Shadows of His Mind
by Loree Lough
Genre: Romantic Suspense
Jase Brooks had been a 26-year-old Marine, stationed in Afghanistan when his parents were killed in a head-on collision. His anguish was compounded when, at the reading of the will, he learned they’d made him sole guardian of his 11-year-old brother. Jase gladly walked away from a promising military career to step into their shoes, a tough job made tougher by the boy’s risky behavior: Petty theft to fund the addictions that led to the birth of his son, Luke… who also became Jase’s responsibility.
Through it all, best friend Samantha (Sam) Finnigan set aside her own heartaches to stand beside him–even when he made the dangerous decision to become a professional recovery agent. It isn’t until one of the criminals he’d rounded-up escapes prison–and kidnaps Sam and Luke as part of a twisted scheme to even the score–that Jase realizes Sam is more, so much more than a friend.
Now, he faces the greatest challenge of his life: Staying alive long enough to save them, so that he can finally admit just how much she has always meant to him…
Loree Lough, a USA Today bestselling author, has published over 140 novels. This is the second novel in The Shadow Series.
Elbows on knees, he held his head in his hands. What awful thing would life throw at him next!
By now, ten month old Luke’s cries bordered on screams.
“Jesse,” he growled, “are ya deaf? Luke is bawlin’ his lungs out!”
Most days, that was enough to get his brother up, stumbling and grumbling and chanting, “Shh, Lukey, shh,” on his way to the crib.
Not this morning.
Jase crossed the hall, opened the door to the room where Jesse had slept for nearly ten years. Luke greeted him with a big, four-toothed smile and said, “Duke up, Case?”
His nephew hadn’t yet mastered his L’s and J’s, and Jase had grown fond of the boy’s nickname for him, so fond that he wasn’t looking forward to the day when Luke could finally say ‘Luke’ and ‘Jase.’
“Dah-dee s’eep?” He pointed at his father’s bed.

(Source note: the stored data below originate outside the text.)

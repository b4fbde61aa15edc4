//! Bulk RNA-seq rule-set, plus run-type and strandedness consistency checks.

use super::{Assay, AssayPolicy, PolicyTable};
use crate::discrepancy::Discrepancy;
use crate::expectation::{
    Expectation, ExpectationBuilder, KeyMode, PreferredDefaultRule, PreferredDefaults,
};
use crate::facts::ExperimentFacts;
use crate::rank::{AnalysisOrder, RecencyOrder};
use crate::record::FileRecord;
use std::collections::BTreeSet;

pub struct BulkRnaSeqPolicy {
    table: PolicyTable,
    order: RecencyOrder,
}

impl BulkRnaSeqPolicy {
    pub fn new(table: PolicyTable) -> Self {
        Self {
            table,
            order: RecencyOrder::default(),
        }
    }
}

impl AssayPolicy for BulkRnaSeqPolicy {
    fn assay(&self) -> Assay {
        Assay::BulkRnaSeq
    }

    fn table(&self) -> &PolicyTable {
        &self.table
    }

    fn ranking(&self) -> &dyn AnalysisOrder {
        &self.order
    }

    fn expected_outputs(&self, facts: &ExperimentFacts) -> Expectation {
        let n = facts.rep_count;
        // Stranded libraries yield one signal track per strand.
        let signal_tracks = if facts.stranded() { 2 * n } else { n };
        ExpectationBuilder::new(KeyMode::OutputTypeAndFormat)
            .output_as("alignments", "bam", n)
            .output_as("transcriptome alignments", "bam", n)
            .output_as("gene quantifications", "tsv", n)
            .output_as("transcript quantifications", "tsv", n)
            .output_as("signal of unique reads", "bigWig", signal_tracks)
            .output_as("signal of all reads", "bigWig", signal_tracks)
            .finish(PreferredDefaultRule::Required(PreferredDefaults::new(
                &[&["tsv"]],
                &["gene quantifications"],
                1,
            )))
    }

    fn inspects_original_files(&self) -> bool {
        true
    }

    fn consistency_checks(
        &self,
        facts: &ExperimentFacts,
        original_files: &[FileRecord],
    ) -> Vec<Discrepancy> {
        let mut discrepancies = Vec::new();

        let run_types: BTreeSet<String> = original_files
            .iter()
            .filter(|file| file.file_format == "fastq" && file.status.counts_as_output())
            .filter_map(|file| file.run_type.clone())
            .collect();
        if run_types.len() > 1 {
            discrepancies.push(Discrepancy::MultipleRunTypes { found: run_types });
        }

        if facts.strand_specificities.len() > 1 {
            discrepancies.push(Discrepancy::MultipleStrandSpecificities {
                found: facts.strand_specificities.clone(),
            });
        }

        discrepancies
    }
}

Jesse had always been a restless sleeper, moreso since Connie left him to raise their boy, alone. The neatly-made bed proved he hadn’t slept here last night.
He thumb-dried fat tears from the baby’s cheeks. “Where is that daddy of yours?” he wondered aloud, and lifted him from the crib.
Damp blue eyes met his, held the gaze for a moment. On the heels of a shaky sigh, Luke snuggled against Jase’s chest and whimpered, “Dah-dee.”
“Someday he’ll realize what a gift you are, li’l man.” He hoped it was true, for both their sakes … before it’s too late.
According to the Ford Thunderbird wall clock, it was nearly six in the morning. The kid was probably wet. And hungry. Jase went back to the crib, released the side rail, and gently deposited him on the matching T-bird sheets. “Let’s get you changed, and then Uncle Jase will fix you some oatmeal, okay?”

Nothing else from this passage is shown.